| PROBLEM DETAILS |
Stop at the line containing "targeted by default.": every line of the listing from the first up to that one must be set down exactly.

....................

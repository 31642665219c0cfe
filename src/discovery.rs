//! Subject discovery.
//!
//! Selects the experiment containers worth processing: those that presented
//! the stimulus, target one of the visual areas, were imaged at a
//! superficial depth, and come from the requested Cre line.

use std::collections::BTreeMap;
use std::ops::RangeInclusive;

use crate::source::{ExperimentQuery, ExperimentSummary};
use crate::subject::SubjectKey;

/// Visual areas targeted by default.
pub const DEFAULT_AREAS: [&str; 6] = ["VISal", "VISam", "VISl", "VISp", "VISpm", "VISrl"];

/// Default imaging depth range, in µm.
pub const DEFAULT_DEPTH_RANGE: RangeInclusive<u32> = 100..=300;

/// Default Cre line.
pub const DEFAULT_CRE_LINE: &str = "Camk2a-tTA";

/// Which subjects to select.
#[derive(Clone, Debug, PartialEq, Eq)]
pub struct SubjectFilter {
    /// Stimulus the subject's sessions must include.
    pub stimulus: String,
    /// Targeted areas to include; empty means all.
    pub areas: Vec<String>,
    /// Imaging depth range, in µm.
    pub depth_range: RangeInclusive<u32>,
    /// Cre line to require; `None` accepts all.
    pub cre_line: Option<String>,
    /// Keep at most this many subjects.
    pub max_subjects: Option<usize>,
}

impl Default for SubjectFilter {
    fn default() -> Self {
        Self {
            stimulus: "natural_movie_one".to_string(),
            areas: DEFAULT_AREAS.iter().map(|a| a.to_string()).collect(),
            depth_range: DEFAULT_DEPTH_RANGE,
            cre_line: Some(DEFAULT_CRE_LINE.to_string()),
            max_subjects: None,
        }
    }
}

impl SubjectFilter {
    /// Default filter for another stimulus.
    pub fn for_stimulus(stimulus: impl Into<String>) -> Self {
        Self {
            stimulus: stimulus.into(),
            ..Default::default()
        }
    }

    /// Restricts the filter to a single area.
    pub fn in_area(mut self, area: impl Into<String>) -> Self {
        self.areas = vec![area.into()];
        self
    }

    /// The catalogue query this filter starts from.
    pub fn query(&self) -> ExperimentQuery {
        ExperimentQuery {
            stimulus: Some(self.stimulus.clone()),
            areas: self.areas.clone(),
            depth_range: Some(self.depth_range.clone()),
        }
    }
}

/// Reduces catalogue rows to one key per container.
///
/// Rows failing the Cre-line requirement are dropped. Keys come back in
/// ascending container order and are truncated to `max_subjects`.
pub fn select_subjects(rows: &[ExperimentSummary], filter: &SubjectFilter) -> Vec<SubjectKey> {
    let mut keys: BTreeMap<_, SubjectKey> = BTreeMap::new();
    for row in rows {
        if let Some(line) = &filter.cre_line {
            if row.cre_line() != Some(line.as_str()) {
                continue;
            }
        }
        keys.entry(row.container)
            .or_insert_with(|| SubjectKey::from_summary(row));
    }

    let limit = filter.max_subjects.unwrap_or(usize::MAX);
    keys.into_values().take(limit).collect()
}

....................

| COMPLETED TASK |
repository 31642665219c0cfe
filename src/discovery.rs
//! Subject discovery.
//!
//! Selects the experiment containers worth processing: those that presented
//! the stimulus, target one of the visual areas, were imaged at a
//! superficial depth, and come from the requested Cre line.

use std::collections::BTreeMap;
use std::ops::RangeInclusive;

use crate::source::{ExperimentQuery, ExperimentSummary};
use crate::subject::SubjectKey;

/// Visual areas targeted by default.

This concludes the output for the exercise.